About this exercise:
Check each line below for "cyan" and give the count of those that have it, nothing else.
"""
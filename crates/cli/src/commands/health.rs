//! Service health command

use anyhow::Result;
use colored::Colorize;

use crate::client::{ApiClient, HealthStatus};
use crate::output::{color_loaded, print_json, print_warning, OutputFormat};

/// Show which models are loaded and the forecast configuration
pub async fn show_health(client: &ApiClient, format: OutputFormat) -> Result<()> {
    let status: HealthStatus = client.get("health").await?;

    match format {
        OutputFormat::Json => print_json(&status)?,
        OutputFormat::Table => {
            println!("{}", "Aqua AI Service".bold());
            println!("{}", "=".repeat(50));
            println!(
                "Classifier:      {}",
                color_loaded(status.models.classification_loaded)
            );
            if let Some(version) = &status.classification_version {
                println!("  Version:       {}", version.cyan());
            }
            println!(
                "Forecaster:      {}",
                color_loaded(status.models.forecast_loaded)
            );

            if let Some(meta) = &status.forecast_meta {
                if let Some(version) = &meta.version {
                    println!("  Version:       {}", version.cyan());
                }
                println!("  Sensors:       {}", meta.sensor_cols.join(", "));
                println!("  Lags:          {}", meta.n_lags);
                println!(
                    "  Horizon:       {} step(s), {} min",
                    meta.horizon_steps, meta.horizon_minutes
                );
            }

            if !status.models.classification_loaded || !status.models.forecast_loaded {
                println!();
                print_warning("Service is running degraded");
            }
        }
    }

    Ok(())
}
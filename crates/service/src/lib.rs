//! Water quality prediction service
//!
//! HTTP front end over the `aqua-lib` engine, shared by the binary and the
//! integration tests.

pub mod api;
pub mod config;
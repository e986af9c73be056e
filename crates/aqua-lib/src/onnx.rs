//! ONNX model backends using tract
//!
//! Models exported from scikit-learn are loaded through tract-onnx and run
//! on a single `[1, n_features]` f32 row. tract plans run through `&self`,
//! so one plan serves concurrent requests without a lock.

use crate::classifier::{LabelModel, ProbabilityModel};
use crate::forecast::RegressionModel;
use anyhow::{Context, Result};
use std::time::Instant;
use tract_onnx::prelude::*;
use tracing::{debug, warn};

/// Maximum inference latency before warning
const MAX_INFERENCE_MS: u128 = 5;

type TractModel = SimplePlan<TypedFact, Box<dyn TypedOp>, Graph<TypedFact, Box<dyn TypedOp>>>;

/// An optimized ONNX model with a fixed input width
pub struct OnnxModel {
    plan: TractModel,
    n_features: usize,
    n_outputs: usize,
}

impl std::fmt::Debug for OnnxModel {
    fn fmt(&self, f: &mut std::fmt::Formatter<'_>) -> std::fmt::Result {
        f.debug_struct("OnnxModel")
            .field("n_features", &self.n_features)
            .field("n_outputs", &self.n_outputs)
            .finish_non_exhaustive()
    }
}

impl OnnxModel {
    /// Parse and optimize an ONNX model taking `n_features` inputs
    pub fn from_bytes(model_bytes: &[u8], n_features: usize) -> Result<Self> {
        let model = tract_onnx::onnx()
            .model_for_read(&mut std::io::Cursor::new(model_bytes))
            .context("Failed to parse ONNX model")?;
        let n_outputs = model.outputs.len();

        let plan = model
            .with_input_fact(0, f32::fact([1, n_features]).into())
            .context("Failed to set input shape")?
            .into_optimized()
            .context("Failed to optimize model")?
            .into_runnable()
            .context("Failed to create runnable model")?;

        Ok(Self {
            plan,
            n_features,
            n_outputs,
        })
    }

    /// Number of graph outputs declared by the model
    pub fn n_outputs(&self) -> usize {
        self.n_outputs
    }

    /// Run the model and return one output flattened to f64
    fn run_output(&self, row: &[f64], output: usize) -> Result<Vec<f64>> {
        if row.len() != self.n_features {
            anyhow::bail!(
                "Feature row has {} values, model expects {}",
                row.len(),
                self.n_features
            );
        }
        let start = Instant::now();

        let data: Vec<f32> = row.iter().map(|v| *v as f32).collect();
        let input: Tensor = tract_ndarray::Array2::from_shape_vec((1, self.n_features), data)
            .context("Failed to shape input tensor")?
            .into();

        let result = self.plan.run(tvec!(input.into()))?;
        let tensor = result
            .get(output)
            .with_context(|| format!("Model has no output {}", output))?;
        let values = tensor
            .cast_to::<f64>()
            .context("Model output is not numeric")?;
        let values: Vec<f64> = values.to_array_view::<f64>()?.iter().copied().collect();

        let elapsed = start.elapsed();
        if elapsed.as_millis() > MAX_INFERENCE_MS {
            warn!(elapsed_ms = elapsed.as_millis(), "Inference exceeded {}ms target", MAX_INFERENCE_MS);
        } else {
            debug!(elapsed_us = elapsed.as_micros(), "Inference completed");
        }

        Ok(values)
    }
}

impl RegressionModel for OnnxModel {
    fn predict(&self, row: &[f64]) -> Result<Vec<f64>> {
        self.run_output(row, 0)
    }
}

/// Classifier reading class probabilities from one model output
#[derive(Debug)]
pub struct OnnxProbabilities {
    model: OnnxModel,
    output: usize,
}

impl OnnxProbabilities {
    pub fn new(model: OnnxModel, output: usize) -> Self {
        Self { model, output }
    }
}

impl ProbabilityModel for OnnxProbabilities {
    fn predict_proba(&self, row: &[f64]) -> Result<Vec<f64>> {
        self.model.run_output(row, self.output)
    }
}

/// Classifier reading the predicted label from output 0
#[derive(Debug)]
pub struct OnnxLabel {
    model: OnnxModel,
}

impl OnnxLabel {
    pub fn new(model: OnnxModel) -> Self {
        Self { model }
    }
}

impl LabelModel for OnnxLabel {
    fn predict_label(&self, row: &[f64]) -> Result<i64> {
        let values = self.model.run_output(row, 0)?;
        let label = *values.first().context("Model returned no label")?;
        if label.fract() != 0.0 || !label.is_finite() {
            anyhow::bail!("Model label {} is not an integer class", label);
        }
        Ok(label as i64)
    }
}

#[cfg(test)]
mod tests {
    use super::*;

    /// `variable = input + [0.25, 1.0, -0.5]`, one output
    const OFFSET: &[u8] = include_bytes!("../tests/fixtures/offset3.onnx");
    /// `label = argmax(input)`, `probabilities = softmax(input)`
    const ARGMAX_SOFTMAX: &[u8] = include_bytes!("../tests/fixtures/argmax_softmax3.onnx");

    #[test]
    fn test_invalid_bytes_fail_to_load() {
        let err = OnnxModel::from_bytes(b"not an onnx model", 19).unwrap_err();
        assert!(format!("{:#}", err).contains("Failed to parse ONNX model"));
    }

    #[test]
    fn test_regression_reads_output_zero() {
        let model = OnnxModel::from_bytes(OFFSET, 3).unwrap();
        assert_eq!(model.n_outputs(), 1);
        assert_eq!(model.predict(&[7.0, 10.0, 27.0]).unwrap(), vec![7.25, 11.0, 26.5]);
    }

    #[test]
    fn test_row_width_must_match_input_fact() {
        let model = OnnxModel::from_bytes(OFFSET, 3).unwrap();
        let err = model.predict(&[7.0, 10.0]).unwrap_err();
        assert!(err.to_string().contains("model expects 3"));
    }

    #[test]
    fn test_probabilities_from_second_output() {
        let model = OnnxModel::from_bytes(ARGMAX_SOFTMAX, 3).unwrap();
        assert_eq!(model.n_outputs(), 2);

        let proba = OnnxProbabilities::new(model, 1)
            .predict_proba(&[0.0, 0.0, 0.0])
            .unwrap();
        assert_eq!(proba.len(), 3);
        for p in proba {
            assert!((p - 1.0 / 3.0).abs() < 1e-6);
        }
    }

    #[test]
    fn test_integer_label_output() {
        let model = OnnxModel::from_bytes(ARGMAX_SOFTMAX, 3).unwrap();
        let label = OnnxLabel::new(model).predict_label(&[0.2, 5.0, 1.0]).unwrap();
        assert_eq!(label, 1);
    }

    #[test]
    fn test_fractional_label_is_rejected() {
        let label = OnnxLabel::new(OnnxModel::from_bytes(OFFSET, 3).unwrap());
        assert_eq!(label.predict_label(&[1.75, 0.0, 0.0]).unwrap(), 2);

        let err = label.predict_label(&[7.5, 0.0, 0.0]).unwrap_err();
        assert!(err.to_string().contains("7.75 is not an integer class"));
    }
}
"""
Solution to the exercise:
2